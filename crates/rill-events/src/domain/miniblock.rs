//! Parsed, validated miniblocks.

use super::event::{make_envelope, ParsedEvent};
use crate::ports::outbound::EventSigner;
use shared_types::{
    EventPayload, Hash, InceptionPayload, Miniblock, MiniblockHeader, Snapshot, StreamError,
    StreamPayload, ZERO_HASH,
};

/// A miniblock parsed from its wire form and structurally validated:
/// the header event decodes to a [`MiniblockHeader`] whose event hashes
/// match the carried events one-to-one.
#[derive(Debug, Clone, PartialEq, Eq)]
pub struct MiniblockInfo {
    /// Block number, from the header.
    pub num: u64,
    /// Hash of the header event; this is "the miniblock hash".
    pub hash: Hash,
    /// The header event.
    pub header_event: ParsedEvent,
    /// The decoded header.
    pub header: MiniblockHeader,
    /// The sealed events, in stream order.
    pub events: Vec<ParsedEvent>,
}

impl MiniblockInfo {
    /// Parse a wire miniblock. When `expected_num` is given, the header
    /// must declare exactly that number.
    pub fn from_wire(mb: &Miniblock, expected_num: Option<u64>) -> Result<Self, StreamError> {
        let header_event = ParsedEvent::parse(&mb.header)?;
        let header = match header_event.payload() {
            StreamPayload::MiniblockHeader(h) => h.clone(),
            _ => {
                return Err(StreamError::InvalidMiniblock(
                    "header envelope does not carry a miniblock header".into(),
                ))
            }
        };

        if let Some(expected) = expected_num {
            if header.miniblock_num != expected {
                return Err(StreamError::InvalidMiniblock(format!(
                    "header declares num {}, expected {}",
                    header.miniblock_num, expected
                )));
            }
        }

        if header.event_hashes.len() != mb.events.len() {
            return Err(StreamError::InvalidMiniblock(format!(
                "header lists {} event hashes, block carries {} events",
                header.event_hashes.len(),
                mb.events.len()
            )));
        }

        let mut events = Vec::with_capacity(mb.events.len());
        for (i, envelope) in mb.events.iter().enumerate() {
            let event = ParsedEvent::parse(envelope)?;
            if event.hash != header.event_hashes[i] {
                return Err(StreamError::InvalidMiniblock(format!(
                    "event at index {i} does not match the header hash"
                )));
            }
            events.push(event);
        }

        Ok(Self {
            num: header.miniblock_num,
            hash: header_event.hash,
            header_event,
            header,
            events,
        })
    }

    /// Parse a miniblock from storage bytes.
    pub fn from_bytes(bytes: &[u8], expected_num: Option<u64>) -> Result<Self, StreamError> {
        let wire: Miniblock = bincode::deserialize(bytes)
            .map_err(|e| StreamError::InvalidMiniblock(format!("undecodable miniblock: {e}")))?;
        Self::from_wire(&wire, expected_num)
    }

    /// The wire form.
    pub fn to_wire(&self) -> Miniblock {
        Miniblock {
            header: self.header_event.envelope.clone(),
            events: self.events.iter().map(|e| e.envelope.clone()).collect(),
        }
    }

    /// Serialized wire form, as written to storage.
    pub fn to_bytes(&self) -> Result<Vec<u8>, StreamError> {
        bincode::serialize(&self.to_wire())
            .map_err(|e| StreamError::InvalidMiniblock(format!("unserializable miniblock: {e}")))
    }

    /// Build and sign the genesis miniblock for a stream being created.
    ///
    /// The first event must be the inception; the genesis header always
    /// carries a snapshot so freshly loaded views have a retention floor.
    pub fn make_genesis(
        signer: &dyn EventSigner,
        events: &[ParsedEvent],
        timestamp_ms: u64,
    ) -> Result<Self, StreamError> {
        let inception = match events.first().map(ParsedEvent::payload) {
            Some(StreamPayload::Inception(payload)) => payload.clone(),
            _ => {
                return Err(StreamError::InvalidRequest(
                    "first event of a new stream must be an inception".into(),
                ))
            }
        };

        let snapshot = snapshot_from_genesis(inception, events);
        let header = MiniblockHeader {
            miniblock_num: 0,
            prev_miniblock_hash: ZERO_HASH,
            timestamp_ms,
            event_hashes: events.iter().map(|e| e.hash).collect(),
            event_num_offset: 0,
            prev_snapshot_miniblock_num: 0,
            snapshot: Some(snapshot),
        };

        let header_event = make_envelope(
            signer,
            EventPayload {
                creator: signer.address(),
                prev_miniblock_hash: ZERO_HASH,
                salt: timestamp_ms,
                payload: StreamPayload::MiniblockHeader(header.clone()),
            },
        )?;

        Ok(Self {
            num: 0,
            hash: header_event.hash,
            header_event,
            header,
            events: events.to_vec(),
        })
    }
}

fn snapshot_from_genesis(inception: InceptionPayload, events: &[ParsedEvent]) -> Snapshot {
    let mut snapshot = Snapshot {
        inception,
        members: Vec::new(),
        event_count: events.len() as u64,
    };
    for event in events {
        if let StreamPayload::Membership(m) = event.payload() {
            snapshot.apply_membership(m);
        }
    }
    snapshot
}

#[cfg(test)]
mod tests {
    use super::*;
    use crate::test_utils::{inception_event, membership_event, TestSigner};

    #[test]
    fn test_genesis_roundtrip() {
        let signer = TestSigner::new(1);
        let inception = inception_event(&signer, crate::test_utils::channel_id(1), false);
        let join = membership_event(&signer, ZERO_HASH, [5u8; 20]);
        let genesis = MiniblockInfo::make_genesis(&signer, &[inception, join], 1000).unwrap();

        assert_eq!(genesis.num, 0);
        assert_eq!(genesis.header.prev_miniblock_hash, ZERO_HASH);
        let snapshot = genesis.header.snapshot.as_ref().unwrap();
        assert_eq!(snapshot.members, vec![[5u8; 20]]);
        assert_eq!(snapshot.event_count, 2);

        let bytes = genesis.to_bytes().unwrap();
        let reparsed = MiniblockInfo::from_bytes(&bytes, Some(0)).unwrap();
        assert_eq!(reparsed, genesis);
    }

    #[test]
    fn test_from_bytes_rejects_wrong_expected_num() {
        let signer = TestSigner::new(1);
        let inception = inception_event(&signer, crate::test_utils::channel_id(1), false);
        let genesis = MiniblockInfo::make_genesis(&signer, &[inception], 1000).unwrap();
        let bytes = genesis.to_bytes().unwrap();

        let err = MiniblockInfo::from_bytes(&bytes, Some(3)).unwrap_err();
        assert!(matches!(err, StreamError::InvalidMiniblock(_)));
    }

    #[test]
    fn test_from_wire_rejects_event_hash_mismatch() {
        let signer = TestSigner::new(1);
        let inception = inception_event(&signer, crate::test_utils::channel_id(1), false);
        let other = membership_event(&signer, ZERO_HASH, [6u8; 20]);
        let genesis = MiniblockInfo::make_genesis(&signer, &[inception], 1000).unwrap();

        let mut wire = genesis.to_wire();
        wire.events[0] = other.envelope;
        let err = MiniblockInfo::from_wire(&wire, None).unwrap_err();
        assert!(matches!(err, StreamError::InvalidMiniblock(_)));
    }

    #[test]
    fn test_genesis_requires_inception_first() {
        let signer = TestSigner::new(1);
        let join = membership_event(&signer, ZERO_HASH, [5u8; 20]);
        let err = MiniblockInfo::make_genesis(&signer, &[join], 1000).unwrap_err();
        assert!(matches!(err, StreamError::InvalidRequest(_)));
    }
}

*Task instructions:* Transcribe the entries above exactly.

*Answer to this problem:*
filename crates/rill-events/src/domain/miniblock.rs
//! Parsed, validated miniblocks.

use super::event::{make_envelope, ParsedEvent};
use crate::ports::outbound::EventSigner;
use shared_types::{
    EventPayload, Hash, InceptionPayload, Miniblock, MiniblockHeader, Snapshot, StreamError,
    StreamPayload, ZERO_HASH,
};

/// A miniblock parsed from its wire form and structurally validated:
/// the header event decodes to a [`MiniblockHeader`] whose event hashes
/// match the carried events one-to-one.
#[derive(Debug, Clone, PartialEq, Eq)]
pub struct MiniblockInfo {
    /// Block number, from the header.
    pub num: u64,
    /// Hash of the header event; this is "the miniblock hash".
    pub hash: Hash,
    /// The header event.
    pub header_event: ParsedEvent,
    /// The decoded header.
    pub header: MiniblockHeader,
    /// The sealed events, in stream order.
    pub events: Vec<ParsedEvent>,
}

impl MiniblockInfo {
    /// Parse a wire miniblock. When `expected_num` is given, the header
    /// must declare exactly that number.
    pub fn from_wire(mb: &Miniblock, expected_num: Option<u64>) -> Result<Self, StreamError> {
        let header_event = ParsedEvent::parse(&mb.header)?;
        let header = match header_event.payload() {
            StreamPayload::MiniblockHeader(h) => h.clone(),
            _ => {
                return Err(StreamError::InvalidMiniblock(
                    "header envelope does not carry a miniblock header".into(),
                ))
            }
        };

        if let Some(expected) = expected_num {
            if header.miniblock_num != expected {
                return Err(StreamError::InvalidMiniblock(format!(
                    "header declares num {}, expected {}",
                    header.miniblock_num, expected
                )));
            }
        }

        if header.event_hashes.len() != mb.events.len() {
            return Err(StreamError::InvalidMiniblock(format!(
                "header lists {} event hashes, block carries {} events",
                header.event_hashes.len(),
                mb.events.len()
            )));
        }

        let mut events = Vec::with_capacity(mb.events.len());
        for (i, envelope) in mb.events.iter().enumerate() {
            let event = ParsedEvent::parse(envelope)?;
            if event.hash != header.event_hashes[i] {
                return Err(StreamError::InvalidMiniblock(format!(
                    "event at index {i} does not match the header hash"
                )));
            }
            events.push(event);
        }

        Ok(Self {
            num: header.miniblock_num,
            hash: header_event.hash,
            header_event,
            header,
            events,
        })
    }

    /// Parse a miniblock from storage bytes.
    pub fn from_bytes(bytes: &[u8], expected_num: Option<u64>) -> Result<Self, StreamError> {
        let wire: Miniblock = bincode::deserialize(bytes)
            .map_err(|e| StreamError::InvalidMiniblock(format!("undecodable miniblock: {e}")))?;
        Self::from_wire(&wire, expected_num)
    }

    /// The wire form.
    pub fn to_wire(&self) -> Miniblock {
        Miniblock {
            header: self.header_event.envelope.clone(),
            events: self.events.iter().map(|e| e.envelope.clone()).collect(),
        }
    }

    /// Serialized wire form, as written to storage.
    pub fn to_bytes(&self) -> Result<Vec<u8>, StreamError> {
        bincode::serialize(&self.to_wire())
            .map_err(|e| StreamError::InvalidMiniblock(format!("unserializable miniblock: {e}")))
    }

    /// Build and sign the genesis miniblock for a stream being created.
    ///
    /// The first event must be the inception; the genesis header always
    /// carries a snapshot so freshly loaded views have a retention floor.
    pub fn make_genesis(
        signer: &dyn EventSigner,
        events: &[ParsedEvent],
        timestamp_ms: u64,
    ) -> Result<Self, StreamError> {
        let inception = match events.first().map(ParsedEvent::payload) {
            Some(StreamPayload::Inception(payload)) => payload.clone(),
            _ => {
                return Err(StreamError::InvalidRequest(
                    "first event of a new stream must be an inception".into(),
                ))
            }
        };

        let snapshot = snapshot_from_genesis(inception, events);
        let header = MiniblockHeader {
            miniblock_num: 0,
            prev_miniblock_hash: ZERO_HASH,
            timestamp_ms,
            event_hashes: events.iter().map(|e| e.hash).collect(),
            event_num_offset: 0,
            prev_snapshot_miniblock_num: 0,
            snapshot: Some(snapshot),
        };

        let header_event = make_envelope(
            signer,
            EventPayload {
                creator: signer.address(),
                prev_miniblock_hash: ZERO_HASH,
                salt: timestamp_ms,
                payload: StreamPayload::MiniblockHeader(header.clone()),
            },
        )?;

        Ok(Self {
            num: 0,
            hash: header_event.hash,
            header_event,
            header,
            events: events.to_vec(),
        })
    }
}

fn snapshot_from_genesis(inception: InceptionPayload, events: &[ParsedEvent]) -> Snapshot {
    let mut snapshot = Snapshot {
        inception,
        members: Vec::new(),
        event_count: events.len() as u64,
    };
    for event in events {
        if let StreamPayload::Membership(m) = event.payload() {
            snapshot.apply_membership(m);
        }
    }
    snapshot
}

#[cfg(test)]
mod tests {
    use super::*;
    use crate::test_utils::{inception_event, membership_event, TestSigner};

    #[test]
    fn test_genesis_roundtrip() {
        let signer = TestSigner::new(1);
        let inception = inception_event(&signer, crate::test_utils::channel_id(1), false);
        let join = membership_event(&signer, ZERO_HASH, [5u8; 20]);
        let genesis = MiniblockInfo::make_genesis(&signer, &[inception, join], 1000).unwrap();

        assert_eq!(genesis.num, 0);
        assert_eq!(genesis.header.prev_miniblock_hash, ZERO_HASH);
        let snapshot = genesis.header.snapshot.as_ref().unwrap();
        assert_eq!(snapshot.members, vec![[5u8; 20]]);
        assert_eq!(snapshot.event_count, 2);

        let bytes = genesis.to_bytes().unwrap();
        let reparsed = MiniblockInfo::from_bytes(&bytes, Some(0)).unwrap();
        assert_eq!(reparsed, genesis);
    }

    #[test]
    fn test_from_bytes_rejects_wrong_expected_num() {
        let signer = TestSigner::new(1);
        let inception = inception_event(&signer, crate::test_utils::channel_id(1), false);
        let genesis = MiniblockInfo::make_genesis(&signer, &[inception], 1000).unwrap();
        let bytes = genesis.to_bytes().unwrap();

        let err = MiniblockInfo::from_bytes(&bytes, Some(3)).unwrap_err();
        assert!(matches!(err, StreamError::InvalidMiniblock(_)));
    }

    #[test]
    fn test_from_wire_rejects_event_hash_mismatch() {
        let signer = TestSigner::new(1);
        let inception = inception_event(&signer, crate::test_utils::channel_id(1), false);
        let other = membership_event(&signer, ZERO_HASH, [6u8; 20]);
        let genesis = MiniblockInfo::make_genesis(&signer, &[inception], 1000).unwrap();

        let mut wire = genesis.to_wire();
        wire.events[0] = other.envelope;
        let err = MiniblockInfo::from_wire(&wire, None).unwrap_err();
        assert!(matches!(err, StreamError::InvalidMiniblock(_)));
    }

    #[test]
    fn test_genesis_requires_inception_first() {
        let signer = TestSigner::new(1);
        let join = membership_event(&signer, ZERO_HASH, [5u8; 20]);
        let err = MiniblockInfo::make_genesis(&signer, &[join], 1000).unwrap_err();
        assert!(matches!(err, StreamError::InvalidRequest(_)));
    }
}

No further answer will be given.